**Problem statement:** The answer must be a bare number: the count of lines below that contain "InvalidPathTemplate".
=== Available data ===
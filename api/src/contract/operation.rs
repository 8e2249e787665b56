//! Operations of the catalog and their URL templates.

use std::collections::HashMap;

use percent_encoding::{utf8_percent_encode, AsciiSet, NON_ALPHANUMERIC};
use strum::{Display, EnumString};

use crate::error::ConfigError;
use crate::method::RestMethod;
use crate::schema::SchemaNode;

/// Characters left unescaped in a path segment.
const PATH_SEGMENT: &AsciiSet = &NON_ALPHANUMERIC
    .remove(b'-')
    .remove(b'_')
    .remove(b'.')
    .remove(b'~');

/// Where a parameter is placed in the request.
#[derive(Debug, Clone, Copy, PartialEq, Eq, Hash, Display, EnumString)]
#[strum(serialize_all = "lowercase")]
pub enum ParameterLocation {
    Path,
    Query,
    Header,
}

/// A declared path, query or header parameter.
#[derive(Debug, Clone, PartialEq)]
pub struct Parameter {
    /// Name as declared; used on the wire.
    pub name: String,
    pub location: ParameterLocation,
    /// Path parameters are always required.
    pub required: bool,
    pub schema: SchemaNode,
}

/// Body schema for the first declared request content type.
#[derive(Debug, Clone, PartialEq)]
pub struct RequestBodySchema {
    pub content_type: String,
    pub required: bool,
    pub schema: SchemaNode,
}

/// One callable operation.
///
/// Built once with the [`ContractCatalog`](super::ContractCatalog) and
/// read-only afterwards.
#[derive(Debug, Clone, PartialEq)]
pub struct Operation {
    pub(crate) id: String,
    pub(crate) resource: String,
    pub(crate) method: RestMethod,
    pub(crate) path: String,
    pub(crate) path_parameters: Vec<Parameter>,
    pub(crate) query_parameters: Vec<Parameter>,
    pub(crate) header_parameters: Vec<Parameter>,
    pub(crate) security_schemes: Vec<String>,
    pub(crate) body: Option<RequestBodySchema>,
    pub(crate) streaming: bool,
}

impl Operation {
    /// Normalized operation name.
    pub fn id(&self) -> &str {
        &self.id
    }

    /// Normalized resource name.
    pub fn resource(&self) -> &str {
        &self.resource
    }

    /// `resource.operation`, used in error messages and spans.
    pub fn qualified_name(&self) -> String {
        format!("{}.{}", self.resource, self.id)
    }

    pub fn method(&self) -> RestMethod {
        self.method
    }

    /// URL template with `{param}` placeholders.
    pub fn path(&self) -> &str {
        &self.path
    }

    pub fn path_parameters(&self) -> &[Parameter] {
        &self.path_parameters
    }

    pub fn query_parameters(&self) -> &[Parameter] {
        &self.query_parameters
    }

    pub fn header_parameters(&self) -> &[Parameter] {
        &self.header_parameters
    }

    /// Names of the security schemes the operation requires.
    pub fn security_schemes(&self) -> &[String] {
        &self.security_schemes
    }

    pub fn body(&self) -> Option<&RequestBodySchema> {
        self.body.as_ref()
    }

    /// Whether responses are newline-delimited JSON.
    pub fn is_streaming(&self) -> bool {
        self.streaming
    }

    /// Returns `true` if the body schema declares `property`.
    pub(crate) fn body_declares(&self, property: &str) -> bool {
        self.body
            .as_ref()
            .is_some_and(|body| body.schema.declares_property(property))
    }

    /// Substitutes path parameter values into the template.
    ///
    /// Values are percent-encoded as single path segments. Placeholders
    /// without a value are left as they are.
    pub fn render_path(&self, values: &HashMap<String, String>) -> String {
        let mut path = self.path.clone();
        for (name, value) in values {
            let encoded = utf8_percent_encode(value, PATH_SEGMENT).to_string();
            path = path.replace(&format!("{{{name}}}"), &encoded);
        }
        path
    }
}

/// Extracts placeholder names from a path template, in order.
///
/// ## Errors
///
/// Returns [`ConfigError::InvalidPathTemplate`] for unbalanced or nested
/// braces and empty placeholders.
pub(crate) fn template_placeholders(template: &str) -> Result<Vec<String>, ConfigError> {
    let mut names = Vec::new();
    let mut current: Option<String> = None;

    for c in template.chars() {
        match (c, current.as_mut()) {
            ('{', None) => current = Some(String::new()),
            ('{', Some(_)) => {
                return Err(ConfigError::invalid_path(format!(
                    "nested brace in {template}"
                )))
            }
            ('}', Some(_)) => {
                let name = current.take().unwrap_or_default();
                if name.is_empty() {
                    return Err(ConfigError::invalid_path(format!(
                        "empty placeholder in {template}"
                    )));
                }
                names.push(name);
            }
            ('}', None) => {
                return Err(ConfigError::invalid_path(format!(
                    "unopened brace in {template}"
                )))
            }
            (c, Some(name)) => name.push(c),
            (_, None) => {}
        }
    }

    if current.is_some() {
        return Err(ConfigError::invalid_path(format!(
            "unclosed brace in {template}"
        )));
    }
    Ok(names)
}

#[cfg(test)]
mod tests {
    use super::*;

    fn operation(path: &str) -> Operation {
        Operation {
            id: "get".to_string(),
            resource: "flight".to_string(),
            method: RestMethod::Get,
            path: path.to_string(),
            path_parameters: Vec::new(),
            query_parameters: Vec::new(),
            header_parameters: Vec::new(),
            security_schemes: Vec::new(),
            body: None,
            streaming: false,
        }
    }

    #[test]
    fn test_placeholders_in_order() {
        assert_eq!(
            template_placeholders("/advertiser/{advertiserId}/flight/{id}").unwrap(),
            vec!["advertiserId", "id"]
        );
        assert!(template_placeholders("/plain").unwrap().is_empty());
    }

    #[test]
    fn test_bad_templates() {
        for template in ["/a/{id", "/a/id}", "/a/{}", "/a/{{id}}"] {
            assert!(
                matches!(
                    template_placeholders(template),
                    Err(ConfigError::InvalidPathTemplate { .. })
                ),
                "{template}"
            );
        }
    }

    #[test]
    fn test_render_path_encodes_segments() {
        let op = operation("/flight/{id}/creative/{name}");
        let values = HashMap::from([
            ("id".to_string(), "42".to_string()),
            ("name".to_string(), "a b/c".to_string()),
        ]);
        assert_eq!(op.render_path(&values), "/flight/42/creative/a%20b%2Fc");
        assert_eq!(op.qualified_name(), "flight.get");
    }
}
===
**Solution to the problem:** 2